The expanding financial burden of higher education

Melissa Macaya

On May 19, when UT celebrates its University-wide commencement ceremony, graduates will walk away with both a diploma and, on-average, more than $24,000 in student debt. Many Longhorns will be in the red before they even step into the “real world.”

In total, UT students have almost $474 million in outstanding debt, according to the U.S. Department of Education. The number of students defaulting on loans is up in the state, with Texas coming in at more than 10 percent, slightly above the national average of 8.8 percent, according to the most recent Department of Education report.

UT’s growing student debt reflects a worrisome national reality — higher education is increasingly unaffordable for average Americans.

As more students view college as a means to escape scarce job opportunities, they face the reality of mounting debt and fewer funding options. Outstanding student loan debt now stands at $870 billion, surpassing other forms of debt, including credit card debt and auto loan debt, according to a recent report from the Federal Reserve Bank of New York. This report also shows that college graduates under 40 now owe $580 billion. This debt is expected to surge in the upcoming decades.

To make things even more difficult, learning intuitions across the nation have experienced tuition hikes and deep budget cuts. In the past 25 years, tuition in the country rose four times faster than inflation. As a result, students find themselves gasping for air and taking on multiple jobs to support themselves. Upon graduation, many students put career goals aside to accept any job that will help pay accumulating loans.

UT was among the many intuitions hit by the recession. Texas made major cuts to its financial aid programs last year. Programs such as the B-On-Time Loan were completely cut for future applicants. The B-On-Time Loan was a small state loan program, in which students, who met certain conditions, could be forgiven the entire loan amount upon graduation. Federal grant and loan amounts were also reduced. As a result, students increasingly have turned to private loans to fund their education, but these loans do not have the same protections as federal loans.

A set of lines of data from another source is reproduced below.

//! Provider Registry - factories and the live set of configured providers
//!
//! The registry provides:
//! - Factory registration by provider type
//! - Building providers from configurations and swapping them in
//! - O(1) lookup of providers and configurations by name
//!
//! Both name-keyed maps sit behind one lock so a reader never observes a
//! provider without its configuration or the other way around.

use std::collections::HashMap;
use std::sync::Arc;
use tokio::sync::RwLock;
use tracing::{debug, info, instrument};

use warden_core::{Configuration, IdentityProvider, ProviderFactory, Result, WardenError};

#[derive(Default)]
struct ActiveProviders {
    providers: HashMap<String, IdentityProvider>,
    configurations: HashMap<String, Configuration>,
}

/// Registry of identity provider factories and active providers
#[derive(Default)]
pub struct ProviderRegistry {
    factories: RwLock<HashMap<&'static str, Arc<dyn ProviderFactory>>>,
    active: RwLock<ActiveProviders>,
}

impl ProviderRegistry {
    pub fn new() -> Self {
        Self::default()
    }

    /// Registry with the factories shipped in `crate::providers`
    pub async fn with_builtin_factories() -> Result<Self> {
        let registry = Self::new();
        for factory in crate::providers::builtin_factories() {
            registry.register_factory(factory).await?;
        }
        Ok(registry)
    }

    /// Register a factory; its type string must be unique
    pub async fn register_factory(&self, factory: Arc<dyn ProviderFactory>) -> Result<()> {
        let provider_type = factory.provider_type();
        let mut factories = self.factories.write().await;
        if factories.contains_key(provider_type) {
            return Err(WardenError::config_error(format!(
                "Identity provider factory {} is already registered",
                provider_type
            )));
        }
        debug!("Registered identity provider factory {}", provider_type);
        factories.insert(provider_type, factory);
        Ok(())
    }

    pub async fn factory_types(&self) -> Vec<&'static str> {
        let mut types: Vec<_> = self.factories.read().await.keys().copied().collect();
        types.sort_unstable();
        types
    }

    /// Build the provider for `config` and make it active under its name,
    /// replacing any previous provider of that name.
    ///
    /// On failure the previous entry, if any, is left untouched.
    #[instrument(skip(self, config), fields(provider = %config.name, provider_type = %config.provider_type))]
    pub async fn apply(&self, config: Configuration) -> Result<()> {
        let factory = self
            .factories
            .read()
            .await
            .get(config.provider_type.as_str())
            .cloned()
            .ok_or_else(|| WardenError::UnsupportedProviderType {
                provider_type: config.provider_type.clone(),
            })?;

        // Build outside the lock; factories may do I/O
        let provider = factory.create(&config.provider).await?;

        let mut active = self.active.write().await;
        active.providers.insert(config.name.clone(), provider);
        active.configurations.insert(config.name.clone(), config);
        info!("Identity provider is active");
        Ok(())
    }

    /// Deactivate the provider of that name; returns whether it was active
    #[instrument(skip(self))]
    pub async fn remove(&self, name: &str) -> bool {
        let mut active = self.active.write().await;
        let had_provider = active.providers.remove(name).is_some();
        let had_config = active.configurations.remove(name).is_some();
        if had_provider || had_config {
            info!("Identity provider removed");
        }
        had_provider || had_config
    }

    /// Keep only the providers named in `names`
    pub async fn retain(&self, names: &[String]) {
        let mut active = self.active.write().await;
        active.providers.retain(|name, _| names.contains(name));
        active.configurations.retain(|name, _| names.contains(name));
    }

    pub async fn get_provider(&self, name: &str) -> Result<IdentityProvider> {
        self.active
            .read()
            .await
            .providers
            .get(name)
            .cloned()
            .ok_or_else(|| WardenError::provider_not_found(name))
    }

    pub async fn get_configuration(&self, name: &str) -> Result<Configuration> {
        self.active
            .read()
            .await
            .configurations
            .get(name)
            .cloned()
            .ok_or_else(|| WardenError::configuration_not_found(name))
    }

    /// Configuration and provider of one name, read under a single lock
    pub async fn get(&self, name: &str) -> Result<(Configuration, IdentityProvider)> {
        let active = self.active.read().await;
        let config = active
            .configurations
            .get(name)
            .cloned()
            .ok_or_else(|| WardenError::configuration_not_found(name))?;
        let provider = active
            .providers
            .get(name)
            .cloned()
            .ok_or_else(|| WardenError::provider_not_found(name))?;
        Ok((config, provider))
    }

    pub async fn configurations(&self) -> Vec<Configuration> {
        let mut configs: Vec<_> = self
            .active
            .read()
            .await
            .configurations
            .values()
            .cloned()
            .collect();
        configs.sort_by(|a, b| a.name.cmp(&b.name));
        configs
    }
}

The federal government is taking several steps to help reduce the burden of paying back student loans. President Barack Obama announced an executive order last October to accelerate a student loan program that was originally set to begin in 2014. The program will allow students to cut their loan payments down to 10 percent of discretionary income, compared to the current 15 percent. The loan program will also allow students with multiple federal loans to consolidate payments into one monthly payment. Students will be relieved of any remaining debt after 20 years.

This month, several Texas universities and community colleges announced plans to offer more affordable tuition options for students, providing several pathways in which students can earn four-year degrees for less than $10,000. The first degree, a bachelor’s in information technology with an emphasis on cyber-security, will be offered at Texas A&M University-San Antonio for approximately $9,700.

All of these efforts are hopeful signs of improvement, but they are still not enough. Decision-makers must drastically change their thinking. Higher education cannot be put in the same category as other budget decisions. Education is a necessity, not a luxury. Financial aid should be the last, not first, place to experience budget cuts. Reducing student debt and offering greater funding opportunities, especially in large public universities, must become a priority. Our college graduates deserve to receive their diplomas with blank financial slates that will allow them to put their educational investment to full use.

Macaya is a journalism and Latin American studies senior.